Steve landed only a moment after Luke. He came down with his shield raised, prepared for a confrontation… and then realized there wasn't one.
Nobody paid attention to him — not the crowd, not the reporters, not even Loki.
He blended right in with the bystanders since Luke had finished everything before he even had time for action.
Steve looked at Loki hanging upside down, rope glowing faintly, and he couldn't hide the surprise.
"That… is one way to do it," he said quietly. He finally understood what Fury meant when he said Luke gets things done, even if the methods weren't exactly standard.
Up in the Quinjet, Natasha let out a long breath. "Every time," she muttered. "Every single time he does something like this."
Then—
WHOOSH.
Repulsors roared across the plaza as red-and-gold armor shot downward at full speed. Iron Man landed beside Steve, metal boots thudding against the stone.
The armor straightened, the faceplate slid up, and Tony Stark looked out—
Right at the scene in front of him
Loki hanging upside down like he was being stored for later.
Blue rope wrapped around him like some magical duct tape.
Luke holding the scepter casually, almost like a stick he picked up off the ground.
Dozens of civilians taking pictures like they were watching a street show.
Tony blinked once.
"…Okay. What did I miss?"
He looked around again, just to confirm he hadn't hallucinated something on the flight here.
Fury sent Coulson to bring him in because some clown had stolen S.H.I.E.L.D.'s precious glowing cube thing. He suited up expecting a chase or a fight… and instead he was greeted by this.
Everything looked wrapped up already.
"Romanoff, what am I looking at?"
Natasha answered, tone completely dry. "He's one of the helping hands we got for this mess."
Tony's eyes shifted back toward Luke, who lifted the scepter slightly in greeting.
"Hi," Luke said with a relaxed smile.
Tony didn't return the smile.
"JARVIS, I want all the data on him," Tony said.
All meant everything—public, private, buried, or supposedly erased.

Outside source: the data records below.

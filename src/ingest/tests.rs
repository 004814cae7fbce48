use super::*;
use crate::compat::CompatibilityError;
use crate::headers::HeaderKey;
use crate::test_support::sample_registry;
use serde_json::json;

const CELLS: &str = "\
CellID,CD45_1_Cell Masks,Area,DAPI_1_Nuclei Masks
1,10.123456,5,200.5
2,,7,180
3,3.00004,6.25,190.12346
";

const DECLARED: &str = "\
Marker_Name,Channel_Number,Cycle_Number,Filter
CD45,2,1,FITC
DAPI,1,1,
";

fn cells() -> CellTable {
    CellTable::from_reader(CELLS.as_bytes()).unwrap()
}

fn declared() -> Vec<DeclaredMarker> {
    DeclaredMarker::read_csv(DECLARED.as_bytes()).unwrap()
}

/// Sink wrapper recording chunk sizes and optionally failing cell inserts
#[derive(Default)]
struct ProbeSink {
    inner: MemorySink,
    chunks: Vec<usize>,
    fail_cells: bool,
}

impl IngestSink for ProbeSink {
    fn begin(&mut self) -> Result<(), SinkError> {
        self.inner.begin()
    }

    fn insert_sample(&mut self, sample: &SampleRecord) -> Result<SampleId, SinkError> {
        self.inner.insert_sample(sample)
    }

    fn insert_cells(&mut self, rows: Vec<CellRow>) -> Result<usize, SinkError> {
        if self.fail_cells {
            return Err(SinkError::Rejected("disk full".to_string()));
        }
        self.chunks.push(rows.len());
        self.inner.insert_cells(rows)
    }

    fn insert_sample_markers(&mut self, rows: Vec<SampleMarkerRow>) -> Result<usize, SinkError> {
        self.inner.insert_sample_markers(rows)
    }

    fn find_samples(
        &self,
        predicate: &SamplePredicate,
    ) -> Result<Vec<(SampleId, SampleRecord)>, SinkError> {
        self.inner.find_samples(predicate)
    }

    fn commit(&mut self) -> Result<(), SinkError> {
        self.inner.commit()
    }

    fn rollback(&mut self) -> Result<(), SinkError> {
        self.inner.rollback()
    }
}

#[test]
fn test_feature_schema_from_registry() {
    let registry = sample_registry();
    let schema = FeatureSchema::from_registry(&registry);

    assert_eq!(schema.len(), 4);
    assert_eq!(schema.get(SAMPLE_CELL_ID), Some(FeatureType::Integer));
    assert_eq!(
        schema.get("area"),
        Some(FeatureType::Numeric {
            precision: 15,
            scale: 4
        })
    );
    assert_eq!(schema.get("volume"), None);
    assert_eq!(
        schema.sorted_columns(),
        vec!["sample_cell_id", "area", "x_centroid", "y_centroid"]
    );
    assert_eq!(schema.get("area").unwrap().to_string(), "NUMERIC(15, 4)");
}

#[test]
fn test_coerce() {
    let registry = sample_registry();
    let schema = FeatureSchema::from_registry(&registry);

    assert_eq!(
        schema.coerce("area", 1.23456).unwrap(),
        FeatureValue::Numeric(1.2346)
    );
    assert_eq!(
        schema.coerce(SAMPLE_CELL_ID, 12.9).unwrap(),
        FeatureValue::Integer(12)
    );
    assert!(matches!(
        schema.coerce("volume", 1.0),
        Err(IngestError::UnknownColumn(_))
    ));
    assert!(matches!(
        schema.coerce(SAMPLE_CELL_ID, f64::NAN),
        Err(IngestError::InvalidValue { .. })
    ));
    assert!(matches!(
        schema.coerce("area", 1e12),
        Err(IngestError::InvalidValue { .. })
    ));
}

#[test]
fn test_column_sort_key() {
    let mut columns = vec!["x_centroid", "cd45__cell_masks", "area", "sample_cell_id"];
    columns.sort_by_key(|c| column_sort_key(*c));
    assert_eq!(
        columns,
        vec!["sample_cell_id", "cd45__cell_masks", "area", "x_centroid"]
    );
}

#[test]
fn test_export_columns() {
    let registry = sample_registry();
    let schema = FeatureSchema::from_registry(&registry);
    let keys: Vec<HeaderKey> = ["105_nu", "10004_cl", "56_cl"]
        .iter()
        .map(|k| k.parse().unwrap())
        .collect();

    let columns = export_columns(&schema, &keys, &registry).unwrap();
    assert_eq!(
        columns,
        vec![
            "sample_name",
            "sample_tag",
            "sample_cell_id",
            "area",
            "x_centroid",
            "y_centroid",
            "CD1000_goat__cell_masks",
            "CD45__cell_masks",
            "DAPI__nuclei_masks",
        ]
    );
}

#[test]
fn test_cell_table_parsing() {
    let table = cells();
    assert_eq!(table.headers().len(), 4);
    assert_eq!(table.len(), 3);
    assert_eq!(table.rows()[1][1], None);
    assert_eq!(table.rows()[0][0], Some(1.0));

    let err = CellTable::from_reader("CellID,Area\n1,abc\n".as_bytes()).unwrap_err();
    match err {
        TableError::InvalidNumber { column, value, .. } => {
            assert_eq!(column, "Area");
            assert_eq!(value, "abc");
        }
        other => panic!("unexpected error: {other}"),
    }

    let err = CellTable::new(vec!["a".into(), "b".into()], vec![vec![Some(1.0)]]).unwrap_err();
    assert!(matches!(
        err,
        TableError::RowLength {
            row: 0,
            expected: 2,
            found: 1
        }
    ));
}

#[test]
fn test_declared_markers() {
    let markers = declared();
    assert_eq!(markers.len(), 2);
    assert_eq!(markers[0].marker_name, "CD45");
    assert_eq!(markers[0].channel_number, Some(2));
    assert_eq!(markers[0].filter.as_deref(), Some("FITC"));
    assert_eq!(markers[1].filter, None);
    assert_eq!(markers[1].emission_wavelength, None);

    let err = DeclaredMarker::read_csv("name,channel\nCD45,1\n".as_bytes()).unwrap_err();
    assert!(matches!(err, TableError::MissingColumn(_)));
}

#[test]
fn test_sample_predicates() {
    let sample = SampleRecord::new("Tonsil_01").with_tag("Batch A");
    assert!(SamplePredicate::name_tag("tonsil_01", Some("batch a")).matches(&sample));
    assert!(!SamplePredicate::name_tag("tonsil_01", None).matches(&sample));
    assert!(!SamplePredicate::name_tag("tonsil", Some("batch a")).matches(&sample));
    assert!(SamplePredicate::Contains("SIL".into()).matches(&sample));
    assert!(SamplePredicate::Contains("batch".into()).matches(&sample));
    assert!(!SamplePredicate::Contains("lung".into()).matches(&sample));

    let untagged = SampleRecord::new("Lung");
    assert!(SamplePredicate::name_tag("LUNG", None).matches(&untagged));
}

#[test]
fn test_sample_predicates_fold_non_ascii() {
    let sample = SampleRecord::new("MÜNCHEN_Ä1").with_tag("Ärzte");
    assert!(SamplePredicate::name_tag("münchen_ä1", Some("ÄRZTE")).matches(&sample));
    assert!(SamplePredicate::Contains("müNCH".into()).matches(&sample));
    assert!(SamplePredicate::Contains("ärz".into()).matches(&sample));
}

#[test]
fn test_memory_sink_units_of_work() {
    let mut sink = MemorySink::new();
    let sample = SampleRecord::new("s1");

    assert!(matches!(
        sink.insert_sample(&sample),
        Err(SinkError::NoTransaction)
    ));

    sink.begin().unwrap();
    assert!(matches!(sink.begin(), Err(SinkError::TransactionActive)));
    let first = sink.insert_sample(&sample).unwrap();
    assert_eq!(
        sink.find_samples(&SamplePredicate::Contains("s1".into()))
            .unwrap()
            .len(),
        1
    );
    sink.rollback().unwrap();
    assert!(sink.samples().is_empty());
    assert!(!sink.in_transaction());

    sink.begin().unwrap();
    let second = sink.insert_sample(&sample).unwrap();
    sink.commit().unwrap();
    assert_ne!(first, second);
    assert_eq!(sink.samples().len(), 1);
    assert!(matches!(sink.commit(), Err(SinkError::NoTransaction)));
}

#[test]
fn test_ingest_sample_complex() {
    let registry = sample_registry();
    let ingestor = Ingestor::new(&registry, IngestOptions::default());
    let mut sink = MemorySink::new();

    let summary = ingestor
        .ingest_sample_complex(
            &mut sink,
            SampleRecord::new("Tonsil").with_tag("run1"),
            &cells(),
            &declared(),
            false,
        )
        .unwrap();

    assert!(summary.committed);
    assert_eq!(summary.cells_inserted, 3);
    assert_eq!(summary.marker_associations, 2);
    assert!(summary.undeclared_markers.is_empty());
    assert_eq!(
        summary.feature_list,
        vec!["sample_cell_id", "56_cl", "area", "105_nu"]
    );

    let (id, stored) = &sink.samples()[0];
    assert_eq!(*id, summary.sample_id);
    assert_eq!(stored.feature_list, summary.feature_list);

    let rows: Vec<&CellRow> = sink.cells_for_sample(summary.sample_id).collect();
    assert_eq!(rows.len(), 3);
    assert_eq!(rows[0].sample_cell_id, Some(1));
    assert_eq!(rows[0].features["56_cl"], json!(10.1235));
    assert_eq!(rows[0].features["105_nu"], json!(200.5));
    assert_eq!(rows[0].others["area"], FeatureValue::Numeric(5.0));
    assert_eq!(rows[1].features["56_cl"], serde_json::Value::Null);
    assert_eq!(rows[2].features["56_cl"], json!(3.0));
    assert_eq!(rows[2].features["105_nu"], json!(190.1235));

    let markers: Vec<_> = sink.sample_markers().iter().map(|m| m.marker_id).collect();
    assert_eq!(markers, vec![56, 105]);
    assert_eq!(sink.sample_markers()[0].cycle_number, Some(1));
}

#[test]
fn test_dry_run_rolls_back() {
    let registry = sample_registry();
    let ingestor = Ingestor::new(&registry, IngestOptions::default());
    let mut sink = MemorySink::new();

    let summary = ingestor
        .ingest_sample_complex(&mut sink, SampleRecord::new("Tonsil"), &cells(), &declared(), true)
        .unwrap();

    assert!(!summary.committed);
    assert_eq!(summary.cells_inserted, 3);
    assert!(sink.samples().is_empty());
    assert!(sink.cells().is_empty());
    assert!(!sink.in_transaction());
}

#[test]
fn test_existing_sample_rejected() {
    let registry = sample_registry();
    let ingestor = Ingestor::new(&registry, IngestOptions::default());
    let mut sink = MemorySink::new();

    ingestor
        .ingest_sample_complex(
            &mut sink,
            SampleRecord::new("Tonsil").with_tag("run1"),
            &cells(),
            &declared(),
            false,
        )
        .unwrap();

    let err = ingestor
        .ingest_sample_complex(
            &mut sink,
            SampleRecord::new("TONSIL").with_tag("RUN1"),
            &cells(),
            &declared(),
            false,
        )
        .unwrap_err();
    assert!(matches!(err, IngestError::SampleExists { .. }));
    assert_eq!(sink.samples().len(), 1);
    assert_eq!(sink.cells().len(), 3);

    // A different tag is a different sample
    ingestor
        .ingest_sample_complex(
            &mut sink,
            SampleRecord::new("Tonsil").with_tag("run2"),
            &cells(),
            &declared(),
            false,
        )
        .unwrap();
    assert_eq!(sink.samples().len(), 2);
}

#[test]
fn test_incompatible_dataset_never_writes() {
    let registry = sample_registry();
    let ingestor = Ingestor::new(&registry, IngestOptions::default());
    let mut sink = MemorySink::new();
    let table = CellTable::from_reader("CellID,FOO_Cell Masks\n1,2\n".as_bytes()).unwrap();

    let err = ingestor
        .ingest_sample_complex(&mut sink, SampleRecord::new("s"), &table, &declared(), false)
        .unwrap_err();
    assert!(matches!(
        err,
        IngestError::Compatibility(CompatibilityError::Incompatible(_))
    ));
    assert!(!sink.in_transaction());
    assert!(sink.samples().is_empty());
}

#[test]
fn test_sink_failure_rolls_back() {
    let registry = sample_registry();
    let ingestor = Ingestor::new(&registry, IngestOptions::default());
    let mut sink = ProbeSink {
        fail_cells: true,
        ..Default::default()
    };

    let err = ingestor
        .ingest_sample_complex(&mut sink, SampleRecord::new("s"), &cells(), &declared(), false)
        .unwrap_err();
    assert!(matches!(err, IngestError::Sink(SinkError::Rejected(_))));
    assert!(!sink.inner.in_transaction());
    assert!(sink.inner.samples().is_empty());
}

#[test]
fn test_chunked_inserts() {
    let registry = sample_registry();
    let options = IngestOptions {
        chunk_size: 2,
        decimals: 2,
    };
    let ingestor = Ingestor::new(&registry, options);
    let mut sink = ProbeSink::default();

    let summary = ingestor
        .ingest_sample_complex(&mut sink, SampleRecord::new("s"), &cells(), &declared(), false)
        .unwrap();
    assert_eq!(sink.chunks, vec![2, 1]);
    assert_eq!(summary.cells_inserted, 3);
    assert_eq!(sink.inner.cells()[0].features["56_cl"], json!(10.12));
}

#[test]
fn test_zero_chunk_size() {
    let registry = sample_registry();
    let options = IngestOptions {
        chunk_size: 0,
        ..Default::default()
    };
    let ingestor = Ingestor::new(&registry, options);
    let mut sink = MemorySink::new();
    let err = ingestor
        .ingest_sample_complex(&mut sink, SampleRecord::new("s"), &cells(), &declared(), false)
        .unwrap_err();
    assert!(matches!(err, IngestError::InvalidArgument(_)));
}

If Fury actually invited someone, they were either useful or dangerous, and Tony wasn't a fan of blind spots.
JARVIS paused.
Not the usual blink-and-done microsecond pause Tony had designed into him. This one stretched, lingering just long enough for Tony's brow to tighten.
"…JARVIS?" Tony pressed.
"Apologies, sir," the AI replied. "I attempted a full-spectrum search — background, digital footprint, encrypted records. Something is blocking me."
Tony blinked slowly. "Blocking you?"
"Yes, sir."
Tony's frown deepened. "Alright, try something stronger. Run a deep trace — military-grade, Stark-level clearance."
Another silence. Longer this time.
"Negative, sir," JARVIS said. "If I push further, they may detect the intrusion and reverse-track the signal. It could compromise the suit."
"…Hold on."
"You're telling me there's someone out there who can stonewall you?"
His voice had dropped, quieter, sharper. Even S.H.I.E.L.D. couldn't completely keep JARVIS out. Fury's best firewalls slowed him down, sure—but stopped? Never.
JARVIS, perfectly level, answered, "Yes, sir. Whatever firewall or encryption is masking his data is beyond anything I've encountered. It does not resemble human technology."
Tony's eyebrow lifted. "Not human? Like alien?"
"Possibly, sir," JARVIS replied. "Or something else entirely."
A beat of silence followed.
Tony stared at Luke again—really stared this time. The annoyance was gone.
The snark was gone. What remained was pure, unfiltered curiosity—the kind that made him build suits inside caves and create new elements in his basement.
"…Okay," Tony muttered, more to himself than anyone. "That's new."
As for the one responsible for blocking JARVIS — well, that was Red Queen and White Queen.
They had already scanned and mapped every digital system on Earth. Every network. Every database. Every classified file. If it existed on the internet or any connected server, they had it.
And why did they block Jarvis?
Simple.
They were bored.
So, they toyed with Tony's AI just to entertain themselves — two hyperintelligent super-AIs treating one of the most advanced systems on the planet like a puzzle box.
Even Luke didn't know they did it.
If he did, he'd probably just shrug and say something like, "Eh, saves me the trouble."
Tony glanced at Steve, taking in the blue uniform with a raised eyebrow.
"…So Cap" he said, voice casual but clearly judging, "you're still going with the stars-and-stripes look."
Steve looked down at himself, then back at Tony. "It works."
Tony gave a small shrug. "Sure. Just feels a little… old-school."
Steve didn't rise to the bait — just folded his arms. "Some things don't need updating."